--- EXTRACTED INFORMATION Enclosed Below ---

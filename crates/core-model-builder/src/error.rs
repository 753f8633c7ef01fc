// Copyright Exograph, Inc. All rights reserved.
//
// Use of this software is governed by the Business Source License
// included in the LICENSE file at the root of this repository.
//
// As of the Change Date specified in that file, in accordance with
// the Business Source License, use of this software will be governed
// by the Apache License, Version 2.0.

use thiserror::Error;

use ingraph_core_model::mapping::MappingError;
use ingraph_core_model::type_algebra::TypeAlgebraError;

/// Build-phase failures. All of these abort schema assembly: nothing
/// partially built is usable.
#[derive(Error, Debug)]
pub enum ModelBuildingError {
    #[error("Could not resolve the type of `{member}`")]
    UnresolvableType {
        member: String,
        #[source]
        source: TypeAlgebraError,
    },

    #[error("Resolvers of operation `{operation}` have no common return type")]
    IncompatibleReturnTypes {
        operation: String,
        #[source]
        source: TypeAlgebraError,
    },

    #[error("Overloads of argument `{argument}` have no common type")]
    IncompatibleArgumentTypes {
        argument: String,
        #[source]
        source: TypeAlgebraError,
    },

    #[error(
        "Resolvers of operation `{operation}` disagree on source types (`{left}` vs `{right}`)"
    )]
    ConflictingSourceTypes {
        operation: String,
        left: String,
        right: String,
    },

    #[error(
        "Ambiguous resolvers for operation `{operation}`: fingerprint `{fingerprint}` is claimed more than once"
    )]
    AmbiguousFingerprint {
        operation: String,
        fingerprint: String,
    },

    #[error("Invalid default value for parameter `{parameter}`")]
    InvalidDefault {
        parameter: String,
        #[source]
        source: MappingError,
    },

    #[error("Cannot build an operation from an empty resolver list")]
    EmptyOperation,

    #[error("{0}")]
    Generic(String),
}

--- End of Enclosed EXTRACTED INFORMATION ---

Write down all of the records again, word for word.

* FINAL ANSWER *
filename crates/core-model-builder/src/error.rs
repository 753f8633c7ef01fc
// Copyright Exograph, Inc. All rights reserved.
//
// Use of this software is governed by the Business Source License
// included in the LICENSE file at the root of this repository.
//
// As of the Change Date specified in that file, in accordance with
// the Business Source License, use of this software will be governed
// by the Apache License, Version 2.0.

use thiserror::Error;

use ingraph_core_model::mapping::MappingError;
use ingraph_core_model::type_algebra::TypeAlgebraError;

/// Build-phase failures. All of these abort schema assembly: nothing
/// partially built is usable.
#[derive(Error, Debug)]
pub enum ModelBuildingError {
    #[error("Could not resolve the type of `{member}`")]
    UnresolvableType {
        member: String,
        #[source]
        source: TypeAlgebraError,
    },

    #[error("Resolvers of operation `{operation}` have no common return type")]
    IncompatibleReturnTypes {
        operation: String,
        #[source]
        source: TypeAlgebraError,
    },

    #[error("Overloads of argument `{argument}` have no common type")]
    IncompatibleArgumentTypes {
        argument: String,
        #[source]
        source: TypeAlgebraError,
    },

    #[error(
        "Resolvers of operation `{operation}` disagree on source types (`{left}` vs `{right}`)"
    )]
    ConflictingSourceTypes {
        operation: String,
        left: String,
        right: String,
    },

    #[error(
        "Ambiguous resolvers for operation `{operation}`: fingerprint `{fingerprint}` is claimed more than once"
    )]
    AmbiguousFingerprint {
        operation: String,
        fingerprint: String,
    },

    #[error("Invalid default value for parameter `{parameter}`")]
    InvalidDefault {
        parameter: String,
        #[source]
        source: MappingError,
    },

    #[error("Cannot build an operation from an empty resolver list")]
    EmptyOperation,

    #[error("{0}")]
    Generic(String),
}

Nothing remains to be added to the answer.